··· DATA LISTING

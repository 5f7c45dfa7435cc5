//! Open-access artifact lookup by DOI
//!
//! Records found without a PDF link often carry a DOI. This module asks
//! open-access indexes for a PDF location:
//! - Unpaywall: the best open-access location of a DOI
//! - CrossRef: full-text links published with the DOI's metadata
//!
//! Lookups go through the same [`Fetch`] transport as everything else, so they
//! are paced, retried and block-checked like any other request. A lookup never
//! fails: anything other than a usable URL is "not found".

use crate::config::OpenAccessConfig;
use crate::crawler::Fetch;
use async_trait::async_trait;
use serde::Deserialize;
use std::sync::Arc;
use url::Url;

/// A PDF location found for a DOI
#[derive(Debug, Clone, PartialEq, Eq)]
pub struct LocatedArtifact {
    pub url: String,

    /// Which index reported the location
    pub source: &'static str,
}

/// One index that can map a DOI to a PDF URL
#[async_trait]
pub trait ArtifactLocator: Send + Sync {
    fn name(&self) -> &'static str;

    /// Returns a PDF URL for `doi`, or `None` if the index has none
    async fn locate(&self, doi: &str) -> Option<String>;
}

/// Builds `{root}/{doi}`; DOIs keep their `/` separators
fn doi_url(root: &str, doi: &str) -> Option<Url> {
    Url::parse(&format!("{}/{}", root.trim_end_matches('/'), doi.trim())).ok()
}

/// Fetches and decodes a JSON document, logging why nothing came back
async fn fetch_json<T: for<'de> Deserialize<'de>>(
    transport: &dyn Fetch,
    source: &str,
    url: &str,
) -> Option<T> {
    let body = match transport.fetch(url).await {
        Ok(body) => body,
        Err(e) if e.is_blocked() => {
            tracing::warn!("{} lookup blocked: {}", source, e);
            return None;
        }
        Err(e) => {
            tracing::debug!("{} lookup failed: {}", source, e);
            return None;
        }
    };

    match serde_json::from_slice(&body) {
        Ok(value) => Some(value),
        Err(e) => {
            tracing::warn!(
                "{} returned an unreadable response for {}: {}",
                source,
                url,
                e
            );
            None
        }
    }
}

#[derive(Debug, Deserialize)]
struct UnpaywallWork {
    #[serde(default)]
    is_oa: bool,
    best_oa_location: Option<UnpaywallLocation>,
}

#[derive(Debug, Deserialize)]
struct UnpaywallLocation {
    url_for_pdf: Option<String>,
    version: Option<String>,
    license: Option<String>,
}

/// Unpaywall client (`GET {root}/{doi}?email=...`)
pub struct UnpaywallLocator {
    transport: Arc<dyn Fetch>,
    root: String,
    email: String,
}

impl UnpaywallLocator {
    pub fn new(transport: Arc<dyn Fetch>, root: &str, email: &str) -> Self {
        Self {
            transport,
            root: root.to_string(),
            email: email.to_string(),
        }
    }
}

#[async_trait]
impl ArtifactLocator for UnpaywallLocator {
    fn name(&self) -> &'static str {
        "unpaywall"
    }

    async fn locate(&self, doi: &str) -> Option<String> {
        let mut url = doi_url(&self.root, doi)?;
        url.query_pairs_mut().append_pair("email", &self.email);

        let work: UnpaywallWork =
            fetch_json(self.transport.as_ref(), "Unpaywall", url.as_str()).await?;
        if !work.is_oa {
            tracing::debug!("Not open access according to Unpaywall: {}", doi);
            return None;
        }

        let location = work.best_oa_location?;
        let pdf = location.url_for_pdf.filter(|u| !u.trim().is_empty())?;
        tracing::debug!(
            "Unpaywall location for {}: version {}, license {}",
            doi,
            location.version.as_deref().unwrap_or("unknown"),
            location.license.as_deref().unwrap_or("unknown")
        );
        Some(pdf)
    }
}

#[derive(Debug, Deserialize)]
struct CrossRefEnvelope {
    message: CrossRefWork,
}

#[derive(Debug, Deserialize)]
struct CrossRefWork {
    #[serde(default)]
    link: Vec<CrossRefLink>,
}

#[derive(Debug, Deserialize)]
#[serde(rename_all = "kebab-case")]
struct CrossRefLink {
    #[serde(rename = "URL")]
    url: Option<String>,
    content_type: Option<String>,
}

/// CrossRef works client (`GET {root}/{doi}`), using `application/pdf` links
pub struct CrossRefLocator {
    transport: Arc<dyn Fetch>,
    root: String,
}

impl CrossRefLocator {
    pub fn new(transport: Arc<dyn Fetch>, root: &str) -> Self {
        Self {
            transport,
            root: root.to_string(),
        }
    }
}

#[async_trait]
impl ArtifactLocator for CrossRefLocator {
    fn name(&self) -> &'static str {
        "crossref"
    }

    async fn locate(&self, doi: &str) -> Option<String> {
        let url = doi_url(&self.root, doi)?;
        let envelope: CrossRefEnvelope =
            fetch_json(self.transport.as_ref(), "CrossRef", url.as_str()).await?;

        envelope
            .message
            .link
            .into_iter()
            .filter(|link| link.content_type.as_deref() == Some("application/pdf"))
            .find_map(|link| link.url.filter(|u| !u.trim().is_empty()))
    }
}

/// Asks each locator in turn and returns the first location found
pub struct OpenAccessResolver {
    locators: Vec<Box<dyn ArtifactLocator>>,
}

impl OpenAccessResolver {
    pub fn new(locators: Vec<Box<dyn ArtifactLocator>>) -> Self {
        Self { locators }
    }

    /// Builds the Unpaywall then CrossRef chain described by `config`
    ///
    /// # Returns
    ///
    /// * `None` - Lookups are disabled
    /// * `Some(resolver)` - Unpaywall is included only when a contact email is set
    pub fn from_config(transport: Arc<dyn Fetch>, config: &OpenAccessConfig) -> Option<Self> {
        if !config.enabled {
            return None;
        }

        let mut locators: Vec<Box<dyn ArtifactLocator>> = Vec::new();
        match &config.contact_email {
            Some(email) => locators.push(Box::new(UnpaywallLocator::new(
                transport.clone(),
                &config.unpaywall_url,
                email,
            ))),
            None => tracing::debug!("No contact email configured, skipping Unpaywall lookups"),
        }
        locators.push(Box::new(CrossRefLocator::new(transport, &config.crossref_url)));

        Some(Self::new(locators))
    }

    /// Finds a PDF location for `doi`
    pub async fn resolve(&self, doi: &str) -> Option<LocatedArtifact> {
        for locator in &self.locators {
            if let Some(url) = locator.locate(doi).await {
                tracing::info!("{} found a PDF for {}: {}", locator.name(), doi, url);
                return Some(LocatedArtifact {
                    url,
                    source: locator.name(),
                });
            }
        }

        tracing::debug!("No open-access PDF found for {}", doi);
        None
    }
}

······

> **ASSIGNMENT**
Scan the entries above, and wherever a line holds the string "CrossRefEnvelope", copy it.

> **SOLVED PROBLEM**
struct CrossRefEnvelope {
        let envelope: CrossRefEnvelope =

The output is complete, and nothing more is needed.